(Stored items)
+-------+

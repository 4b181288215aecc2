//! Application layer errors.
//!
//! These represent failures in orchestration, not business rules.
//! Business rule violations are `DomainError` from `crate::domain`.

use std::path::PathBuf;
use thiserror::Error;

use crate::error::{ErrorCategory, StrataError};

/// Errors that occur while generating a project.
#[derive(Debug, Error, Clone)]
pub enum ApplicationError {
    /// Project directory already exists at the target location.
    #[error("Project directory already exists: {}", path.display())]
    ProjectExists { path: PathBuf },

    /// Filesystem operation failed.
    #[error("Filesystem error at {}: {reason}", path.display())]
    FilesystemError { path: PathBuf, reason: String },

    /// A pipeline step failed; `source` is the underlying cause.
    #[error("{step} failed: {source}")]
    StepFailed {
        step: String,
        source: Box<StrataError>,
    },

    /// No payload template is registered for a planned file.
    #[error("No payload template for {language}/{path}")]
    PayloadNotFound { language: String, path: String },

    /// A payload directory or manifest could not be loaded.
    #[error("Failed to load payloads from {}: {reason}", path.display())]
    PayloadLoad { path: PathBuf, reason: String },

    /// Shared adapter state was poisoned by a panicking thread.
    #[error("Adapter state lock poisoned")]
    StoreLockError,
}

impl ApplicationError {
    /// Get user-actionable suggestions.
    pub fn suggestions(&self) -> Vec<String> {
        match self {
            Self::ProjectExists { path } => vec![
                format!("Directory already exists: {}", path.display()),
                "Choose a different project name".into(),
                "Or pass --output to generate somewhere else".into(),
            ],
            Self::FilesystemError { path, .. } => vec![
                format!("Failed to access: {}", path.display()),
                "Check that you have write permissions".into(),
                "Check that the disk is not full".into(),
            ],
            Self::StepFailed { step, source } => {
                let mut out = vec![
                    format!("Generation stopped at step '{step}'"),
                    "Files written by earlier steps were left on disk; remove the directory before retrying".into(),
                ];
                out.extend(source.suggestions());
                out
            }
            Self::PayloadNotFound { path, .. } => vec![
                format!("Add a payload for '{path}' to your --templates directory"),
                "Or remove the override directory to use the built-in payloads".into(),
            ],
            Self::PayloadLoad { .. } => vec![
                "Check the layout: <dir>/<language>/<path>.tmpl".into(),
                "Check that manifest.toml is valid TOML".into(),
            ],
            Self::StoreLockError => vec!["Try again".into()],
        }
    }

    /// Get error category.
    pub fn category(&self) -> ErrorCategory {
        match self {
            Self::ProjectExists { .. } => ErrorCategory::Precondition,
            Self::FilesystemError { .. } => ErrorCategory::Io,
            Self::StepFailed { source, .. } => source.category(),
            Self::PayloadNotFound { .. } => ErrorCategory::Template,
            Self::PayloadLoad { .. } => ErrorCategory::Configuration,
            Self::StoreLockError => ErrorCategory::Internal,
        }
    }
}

+-------+

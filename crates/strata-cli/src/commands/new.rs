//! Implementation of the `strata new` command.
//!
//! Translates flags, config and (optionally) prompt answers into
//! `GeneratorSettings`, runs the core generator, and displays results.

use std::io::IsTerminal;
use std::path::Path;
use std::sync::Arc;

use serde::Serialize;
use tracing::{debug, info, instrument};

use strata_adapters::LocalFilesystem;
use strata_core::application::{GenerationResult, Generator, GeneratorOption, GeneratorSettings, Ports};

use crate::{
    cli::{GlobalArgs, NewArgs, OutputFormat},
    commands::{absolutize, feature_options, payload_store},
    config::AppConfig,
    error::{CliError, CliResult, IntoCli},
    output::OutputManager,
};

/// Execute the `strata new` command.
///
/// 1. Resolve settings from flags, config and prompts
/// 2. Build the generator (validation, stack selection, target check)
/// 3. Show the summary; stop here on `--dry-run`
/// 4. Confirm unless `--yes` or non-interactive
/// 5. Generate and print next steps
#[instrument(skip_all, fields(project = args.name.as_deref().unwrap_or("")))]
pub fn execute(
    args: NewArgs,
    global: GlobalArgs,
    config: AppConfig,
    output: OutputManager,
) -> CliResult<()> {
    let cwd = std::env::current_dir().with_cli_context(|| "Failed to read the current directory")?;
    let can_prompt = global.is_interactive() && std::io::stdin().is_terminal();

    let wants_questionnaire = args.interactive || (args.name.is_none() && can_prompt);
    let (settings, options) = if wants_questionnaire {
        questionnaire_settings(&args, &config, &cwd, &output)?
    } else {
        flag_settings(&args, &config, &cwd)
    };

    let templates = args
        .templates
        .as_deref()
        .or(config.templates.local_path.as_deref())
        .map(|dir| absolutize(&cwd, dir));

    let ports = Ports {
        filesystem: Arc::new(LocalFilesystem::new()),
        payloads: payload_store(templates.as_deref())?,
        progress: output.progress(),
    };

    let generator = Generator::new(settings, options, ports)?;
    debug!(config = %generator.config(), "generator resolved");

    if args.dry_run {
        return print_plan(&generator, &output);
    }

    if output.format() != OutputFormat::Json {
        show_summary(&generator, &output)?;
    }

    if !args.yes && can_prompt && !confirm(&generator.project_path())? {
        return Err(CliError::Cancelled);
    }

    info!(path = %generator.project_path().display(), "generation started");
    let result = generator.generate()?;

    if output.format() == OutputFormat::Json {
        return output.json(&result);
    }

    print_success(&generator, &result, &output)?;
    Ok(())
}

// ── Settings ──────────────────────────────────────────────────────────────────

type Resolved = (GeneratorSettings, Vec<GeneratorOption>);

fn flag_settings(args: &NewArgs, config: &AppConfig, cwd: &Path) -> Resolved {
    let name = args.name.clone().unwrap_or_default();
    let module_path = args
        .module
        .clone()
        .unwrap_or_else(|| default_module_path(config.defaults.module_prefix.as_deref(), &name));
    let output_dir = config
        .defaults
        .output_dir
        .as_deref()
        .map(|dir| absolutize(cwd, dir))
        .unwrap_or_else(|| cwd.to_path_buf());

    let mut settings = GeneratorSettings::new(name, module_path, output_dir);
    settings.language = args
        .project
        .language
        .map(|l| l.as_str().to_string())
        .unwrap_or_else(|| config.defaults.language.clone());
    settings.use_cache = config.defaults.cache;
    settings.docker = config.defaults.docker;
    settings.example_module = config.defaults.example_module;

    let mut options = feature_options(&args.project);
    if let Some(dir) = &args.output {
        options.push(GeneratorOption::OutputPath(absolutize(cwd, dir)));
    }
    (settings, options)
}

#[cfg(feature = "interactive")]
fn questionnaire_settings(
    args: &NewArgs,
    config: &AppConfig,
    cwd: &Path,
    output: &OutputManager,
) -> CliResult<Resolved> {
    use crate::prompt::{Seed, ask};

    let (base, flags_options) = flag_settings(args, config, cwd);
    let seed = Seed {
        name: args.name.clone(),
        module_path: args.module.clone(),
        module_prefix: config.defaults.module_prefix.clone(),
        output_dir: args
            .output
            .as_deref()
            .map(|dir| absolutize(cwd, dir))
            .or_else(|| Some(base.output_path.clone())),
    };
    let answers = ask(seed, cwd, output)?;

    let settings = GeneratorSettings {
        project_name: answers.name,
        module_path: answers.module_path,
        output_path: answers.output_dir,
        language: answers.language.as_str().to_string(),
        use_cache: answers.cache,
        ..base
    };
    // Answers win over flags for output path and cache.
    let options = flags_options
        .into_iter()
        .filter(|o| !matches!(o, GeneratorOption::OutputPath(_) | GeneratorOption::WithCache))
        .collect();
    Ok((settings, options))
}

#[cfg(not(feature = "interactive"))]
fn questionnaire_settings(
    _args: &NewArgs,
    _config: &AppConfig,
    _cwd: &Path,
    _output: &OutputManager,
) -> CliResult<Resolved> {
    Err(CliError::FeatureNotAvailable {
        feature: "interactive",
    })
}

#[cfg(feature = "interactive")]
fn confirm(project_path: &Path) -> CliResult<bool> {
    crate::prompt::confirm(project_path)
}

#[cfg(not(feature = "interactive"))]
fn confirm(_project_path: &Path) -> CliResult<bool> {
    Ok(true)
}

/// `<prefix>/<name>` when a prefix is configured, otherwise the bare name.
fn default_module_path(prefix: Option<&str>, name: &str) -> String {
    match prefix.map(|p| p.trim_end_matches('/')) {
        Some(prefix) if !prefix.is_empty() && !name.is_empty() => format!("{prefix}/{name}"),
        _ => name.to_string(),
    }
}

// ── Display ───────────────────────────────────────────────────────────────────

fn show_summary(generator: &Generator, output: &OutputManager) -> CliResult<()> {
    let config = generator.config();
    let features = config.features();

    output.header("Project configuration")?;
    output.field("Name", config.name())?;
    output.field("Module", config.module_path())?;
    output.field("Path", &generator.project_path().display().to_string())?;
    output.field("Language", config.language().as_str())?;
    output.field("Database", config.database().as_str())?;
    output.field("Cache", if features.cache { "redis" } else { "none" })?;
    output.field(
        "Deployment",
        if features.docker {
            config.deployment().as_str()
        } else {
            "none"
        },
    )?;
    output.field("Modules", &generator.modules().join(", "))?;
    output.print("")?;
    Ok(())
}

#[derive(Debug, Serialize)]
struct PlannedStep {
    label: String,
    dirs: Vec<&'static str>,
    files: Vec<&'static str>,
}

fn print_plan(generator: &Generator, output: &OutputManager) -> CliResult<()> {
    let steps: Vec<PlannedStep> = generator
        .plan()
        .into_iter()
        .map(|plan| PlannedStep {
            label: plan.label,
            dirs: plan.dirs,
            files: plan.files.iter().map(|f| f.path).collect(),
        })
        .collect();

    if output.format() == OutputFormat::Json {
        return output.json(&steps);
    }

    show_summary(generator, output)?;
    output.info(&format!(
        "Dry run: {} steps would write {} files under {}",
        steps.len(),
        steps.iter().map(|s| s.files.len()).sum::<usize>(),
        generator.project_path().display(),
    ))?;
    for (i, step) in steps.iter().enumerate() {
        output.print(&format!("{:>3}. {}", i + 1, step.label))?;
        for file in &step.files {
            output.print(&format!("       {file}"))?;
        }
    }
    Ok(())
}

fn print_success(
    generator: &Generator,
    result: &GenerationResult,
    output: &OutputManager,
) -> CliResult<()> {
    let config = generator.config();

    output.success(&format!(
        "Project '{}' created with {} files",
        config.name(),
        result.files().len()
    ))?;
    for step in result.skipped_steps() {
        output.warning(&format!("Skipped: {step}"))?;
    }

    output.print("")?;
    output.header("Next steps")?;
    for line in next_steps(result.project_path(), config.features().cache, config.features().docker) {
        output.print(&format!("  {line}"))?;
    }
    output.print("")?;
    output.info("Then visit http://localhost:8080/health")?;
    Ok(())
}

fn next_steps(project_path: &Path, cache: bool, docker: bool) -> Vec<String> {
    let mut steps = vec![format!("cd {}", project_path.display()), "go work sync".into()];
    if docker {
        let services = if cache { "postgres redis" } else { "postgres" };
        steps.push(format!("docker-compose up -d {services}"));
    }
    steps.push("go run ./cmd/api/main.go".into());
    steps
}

+-------+

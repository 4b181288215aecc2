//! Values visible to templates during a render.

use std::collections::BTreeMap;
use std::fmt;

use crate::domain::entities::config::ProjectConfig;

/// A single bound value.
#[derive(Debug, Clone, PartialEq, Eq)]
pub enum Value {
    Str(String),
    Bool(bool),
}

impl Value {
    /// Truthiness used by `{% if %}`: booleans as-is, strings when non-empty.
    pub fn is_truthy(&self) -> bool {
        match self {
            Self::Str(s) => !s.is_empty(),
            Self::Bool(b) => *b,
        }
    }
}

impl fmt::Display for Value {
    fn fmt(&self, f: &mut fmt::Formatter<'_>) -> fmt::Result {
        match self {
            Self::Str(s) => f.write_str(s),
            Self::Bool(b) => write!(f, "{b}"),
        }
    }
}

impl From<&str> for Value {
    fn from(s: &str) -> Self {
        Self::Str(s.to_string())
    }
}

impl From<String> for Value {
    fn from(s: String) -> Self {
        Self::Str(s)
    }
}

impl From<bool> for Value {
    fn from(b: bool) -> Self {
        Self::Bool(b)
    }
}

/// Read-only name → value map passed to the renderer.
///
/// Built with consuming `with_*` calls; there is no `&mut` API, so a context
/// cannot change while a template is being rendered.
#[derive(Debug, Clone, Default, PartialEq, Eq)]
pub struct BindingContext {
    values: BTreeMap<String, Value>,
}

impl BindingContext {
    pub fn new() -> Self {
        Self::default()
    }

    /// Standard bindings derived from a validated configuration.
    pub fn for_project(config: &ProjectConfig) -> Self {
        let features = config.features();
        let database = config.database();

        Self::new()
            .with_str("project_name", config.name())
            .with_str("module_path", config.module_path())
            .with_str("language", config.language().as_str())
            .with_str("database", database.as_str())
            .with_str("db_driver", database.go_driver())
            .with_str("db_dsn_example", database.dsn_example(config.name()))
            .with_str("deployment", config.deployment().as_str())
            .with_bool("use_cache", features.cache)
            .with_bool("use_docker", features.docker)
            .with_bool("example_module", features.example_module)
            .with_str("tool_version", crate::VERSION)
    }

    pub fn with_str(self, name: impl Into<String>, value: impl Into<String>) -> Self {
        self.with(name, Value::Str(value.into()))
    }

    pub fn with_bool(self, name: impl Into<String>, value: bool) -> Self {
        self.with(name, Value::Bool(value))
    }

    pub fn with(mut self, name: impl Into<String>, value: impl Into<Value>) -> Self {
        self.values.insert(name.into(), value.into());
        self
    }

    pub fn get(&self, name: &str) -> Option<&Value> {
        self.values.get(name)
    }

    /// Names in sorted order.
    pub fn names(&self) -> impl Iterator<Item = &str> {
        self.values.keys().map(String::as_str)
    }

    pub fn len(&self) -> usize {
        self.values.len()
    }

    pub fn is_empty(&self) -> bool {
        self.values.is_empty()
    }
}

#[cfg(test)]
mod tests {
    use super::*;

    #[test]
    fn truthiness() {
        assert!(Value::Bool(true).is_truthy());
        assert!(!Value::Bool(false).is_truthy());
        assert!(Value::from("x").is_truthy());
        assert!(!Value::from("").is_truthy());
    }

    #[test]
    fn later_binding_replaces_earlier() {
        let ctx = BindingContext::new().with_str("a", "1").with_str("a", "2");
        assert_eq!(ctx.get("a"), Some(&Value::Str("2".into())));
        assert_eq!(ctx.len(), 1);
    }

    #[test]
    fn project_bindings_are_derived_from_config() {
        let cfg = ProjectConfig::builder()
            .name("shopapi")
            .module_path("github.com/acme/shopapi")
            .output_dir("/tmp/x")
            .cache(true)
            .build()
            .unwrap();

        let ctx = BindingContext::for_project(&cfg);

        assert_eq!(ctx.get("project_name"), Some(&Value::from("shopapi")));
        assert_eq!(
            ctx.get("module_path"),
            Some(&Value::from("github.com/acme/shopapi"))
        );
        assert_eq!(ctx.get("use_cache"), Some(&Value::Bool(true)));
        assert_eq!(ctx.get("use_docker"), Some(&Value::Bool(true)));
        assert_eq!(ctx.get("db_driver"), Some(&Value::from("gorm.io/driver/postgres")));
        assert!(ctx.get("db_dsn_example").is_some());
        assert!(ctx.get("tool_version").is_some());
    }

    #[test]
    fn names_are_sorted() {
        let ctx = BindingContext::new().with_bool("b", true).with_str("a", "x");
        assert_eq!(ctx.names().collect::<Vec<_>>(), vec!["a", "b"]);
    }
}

+-------+

_DIRECTIONS FOR THIS TASK_. If a line above holds the string "static", return it as it stands.

_ANSWER SECTION_.
    dirs: Vec<&'static str>,
    files: Vec<&'static str>,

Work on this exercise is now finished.